Une autre évolution à contre-courant est votre formidable développement de la prestation auprès des Maisons, alors que les autres coopératives doivent abandonner ce terrain…
Sur le site d’Oger dédié à cette activité, nous venons de construire un cinquième module qui permet de stocker pour les maisons cinq millions de bouteilles supplémentaires, nous y avons installé aussi des remueurs supplémentaires. Il est vrai que d’autres coopératives ont vu les maisons leur dire « nous arrêtons, nous sommes désormais suffisamment équipées pour réaliser ces opérations nous-mêmes ». Mais la manne quantitative et qualitative d’approvisionnement dont nous disposons est telle, qu’elles ne peuvent pas tenir avec nous un tel discours. Nous sommes la dernière super coopérative avec laquelle elles continuent à traiter à un pour un, c’est-à-dire qu’à chaque fois que nous engageons un hectare d’approvisionnement chez elles, nous récupérons en contrepartie un hectare en prestation.

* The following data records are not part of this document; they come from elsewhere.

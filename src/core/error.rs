//! Error handling for solution deployment
//!
//! Two layers, the same split the CLI and the engine rely on:
//! - [`DeployError`] enumerates every way a run can fail, carrying the collaborator's
//!   error as its `source` where one exists.
//! - [`DeployFailure`] is the uniform envelope a caller receives: the
//!   [`DeployStage`] that was executing plus the [`DeployError`] raised there.
//!
//! Collaborator calls ([`crate::portal::Portal`]) report plain `anyhow` errors; the
//! orchestrator decides which taxonomy variant they become. For terminal display,
//! [`user_friendly_error`] turns any `anyhow::Error` into an [`ErrorContext`] with a
//! suggestion when one is known.
//!
//! # Examples
//!
//! ```rust,no_run
//! use solution_deployer::core::{DeployError, DeployFailure, DeployStage};
//!
//! let failure = DeployFailure::new(
//!     DeployStage::DeployingItems,
//!     DeployError::MissingSubstitution { path: "abc.itemId".to_string() },
//! );
//! assert_eq!(
//!     failure.to_string(),
//!     "Deployment failed while deploying items: No substitution value for '{{abc.itemId}}'"
//! );
//! ```

use colored::Colorize;
use std::fmt;
use thiserror::Error;

/// States of a deployment run.
///
/// `Failed` is not listed: a failed run is represented by [`DeployFailure`] carrying
/// the stage that was active when the error occurred.
#[derive(Debug, Clone, Copy, PartialEq, Eq, Hash)]
pub enum DeployStage {
    Fetching,
    FolderReady,
    ExtentResolved,
    SolutionItemCreated,
    DeployingItems,
    ResolvingCircularDependencies,
    Finalizing,
    Done,
}

impl fmt::Display for DeployStage {
    fn fmt(&self, f: &mut fmt::Formatter<'_>) -> fmt::Result {
        let name = match self {
            Self::Fetching => "fetching solution",
            Self::FolderReady => "creating folder",
            Self::ExtentResolved => "resolving extent",
            Self::SolutionItemCreated => "creating solution item",
            Self::DeployingItems => "deploying items",
            Self::ResolvingCircularDependencies => "resolving circular dependencies",
            Self::Finalizing => "finalizing solution",
            Self::Done => "done",
        };
        f.write_str(name)
    }
}

/// Everything that can stop a deployment.
#[derive(Error, Debug)]
pub enum DeployError {
    /// One of the five initial fetches failed.
    #[error("Failed to fetch {what}")]
    FetchFailure {
        what: &'static str,
        #[source]
        source: anyhow::Error,
    },

    #[error("Failed to create folder '{title}'")]
    FolderCreationFailure {
        title: String,
        #[source]
        source: anyhow::Error,
    },

    #[error("Failed to project the organization's default extent to WGS84")]
    ExtentResolutionFailure {
        #[source]
        source: anyhow::Error,
    },

    #[error("Failed to create the deployed solution item")]
    SolutionItemCreationFailure {
        #[source]
        source: anyhow::Error,
    },

    #[error("Failed to create item '{item_id}'")]
    ItemCreationFailure {
        item_id: String,
        #[source]
        source: anyhow::Error,
    },

    #[error("Failed to patch circular references of item '{item_id}'")]
    CircularResolutionFailure {
        item_id: String,
        #[source]
        source: anyhow::Error,
    },

    #[error("Failed to update the deployed solution item")]
    FinalizationFailure {
        #[source]
        source: anyhow::Error,
    },

    /// A required placeholder names a path the dictionary does not hold.
    #[error("No substitution value for '{{{{{path}}}}}'")]
    MissingSubstitution { path: String },

    /// A dictionary key would be rewritten with a different value within one run.
    #[error("Substitution value for '{path}' is already set to a different value")]
    SubstitutionConflict { path: String },

    #[error("Unknown placeholder transform '{name}'")]
    UnknownTransform { name: String },

    /// The non-circular dependency edges contain a cycle.
    #[error("Circular dependency detected: {cycle}")]
    DependencyCycle { cycle: String },

    #[error("Invalid solution data: {reason}")]
    InvalidSolutionData { reason: String },

    #[error("Deployment was cancelled")]
    Cancelled,
}

impl DeployError {
    /// Wrap an [`anyhow::Error`] raised while creating `item_id`.
    pub fn item_creation(item_id: impl Into<String>, source: impl Into<anyhow::Error>) -> Self {
        Self::ItemCreationFailure {
            item_id: item_id.into(),
            source: source.into(),
        }
    }

    pub fn circular_resolution(
        item_id: impl Into<String>,
        source: impl Into<anyhow::Error>,
    ) -> Self {
        Self::CircularResolutionFailure {
            item_id: item_id.into(),
            source: source.into(),
        }
    }
}

/// Failure envelope returned by a deployment run.
#[derive(Error, Debug)]
#[error("Deployment failed while {stage}: {error}")]
pub struct DeployFailure {
    pub stage: DeployStage,
    #[source]
    pub error: DeployError,
}

impl DeployFailure {
    pub const fn new(stage: DeployStage, error: DeployError) -> Self {
        Self { stage, error }
    }

    /// The id of the item whose creation or patching failed, if any.
    pub fn item_id(&self) -> Option<&str> {
        match &self.error {
            DeployError::ItemCreationFailure { item_id, .. }
            | DeployError::CircularResolutionFailure { item_id, .. } => Some(item_id),
            _ => None,
        }
    }
}

/// An error prepared for terminal display.
#[derive(Debug)]
pub struct ErrorContext {
    pub message: String,
    pub causes: Vec<String>,
    pub suggestion: Option<String>,
}

impl ErrorContext {
    pub fn new(message: impl Into<String>) -> Self {
        Self {
            message: message.into(),
            causes: Vec::new(),
            suggestion: None,
        }
    }

    #[must_use]
    pub fn with_suggestion(mut self, suggestion: impl Into<String>) -> Self {
        self.suggestion = Some(suggestion.into());
        self
    }

    #[must_use]
    pub fn with_causes(mut self, causes: Vec<String>) -> Self {
        self.causes = causes;
        self
    }

    /// Print to stderr with colors.
    pub fn display(&self) {
        eprintln!("{}: {}", "error".red().bold(), self.message);
        for cause in &self.causes {
            eprintln!("  {}: {}", "caused by".yellow(), cause);
        }
        if let Some(suggestion) = &self.suggestion {
            eprintln!("{}: {}", "suggestion".green(), suggestion);
        }
    }
}

impl fmt::Display for ErrorContext {
    fn fmt(&self, f: &mut fmt::Formatter<'_>) -> fmt::Result {
        write!(f, "{}", self.message)?;
        for cause in &self.causes {
            write!(f, "\nCaused by: {cause}")?;
        }
        if let Some(suggestion) = &self.suggestion {
            write!(f, "\nSuggestion: {suggestion}")?;
        }
        Ok(())
    }
}

/// Convert any error into a displayable [`ErrorContext`].
pub fn user_friendly_error(error: anyhow::Error) -> ErrorContext {
    let causes: Vec<String> = error.chain().skip(1).map(ToString::to_string).collect();
    let context = ErrorContext::new(error.to_string()).with_causes(causes);

    let deploy_error = error
        .downcast_ref::<DeployFailure>()
        .map(|failure| &failure.error)
        .or_else(|| error.downcast_ref::<DeployError>());

    // Content failures arrive wrapped in the failing item's error.
    let missing_value = error.chain().any(|cause| {
        matches!(cause.downcast_ref::<DeployError>(), Some(DeployError::MissingSubstitution { .. }))
    });
    if missing_value {
        return context.with_suggestion(
            "Seed the value with --param or the [dictionary] table of the config file",
        );
    }

    match deploy_error {
        Some(DeployError::DependencyCycle { .. }) => context.with_suggestion(
            "Mark one edge of the cycle in the template's circularDependencies list",
        ),
        Some(DeployError::FetchFailure { .. }) => context
            .with_suggestion("Check the solution id, the portal URL and that the token is valid"),
        _ => context,
    }
}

Vous annoncez aussi un recul prochain des ventes aux marques d’acheteurs…
La marque de Saint Gall connaît un grand succès et affiche aujourd’hui 300 000 bouteilles vendues sur le réseau traditionnel. Comme nous ne voulons pas réduire nos ventes au négoce, le seul moyen dont nous disposons pour alimenter davantage cette marque qui crée de la valeur, c’est de rogner sur les ventes aux marques d’acheteurs. Le problème des marques d’acheteurs, c’est qu’elles peuvent se tourner à tout moment vers d’autres élaborateurs. Néanmoins, nous souhaitons continuer à travailler avec elles. Pendant le Covid, elles nous ont rendu service, car même si les contrats signés ne portent que sur une année, cela reste un engagement sur lequel elles ne peuvent revenir et cela tire des volumes. Tesco en Angleterre par exemple, représente un peu plus du 1/3 des volumes que nous commercialisons annuellement. En réalité, nous souhaitons plutôt faire un tri en écartant les marques d’acheteur à petit débit et à faible valeur ajoutée.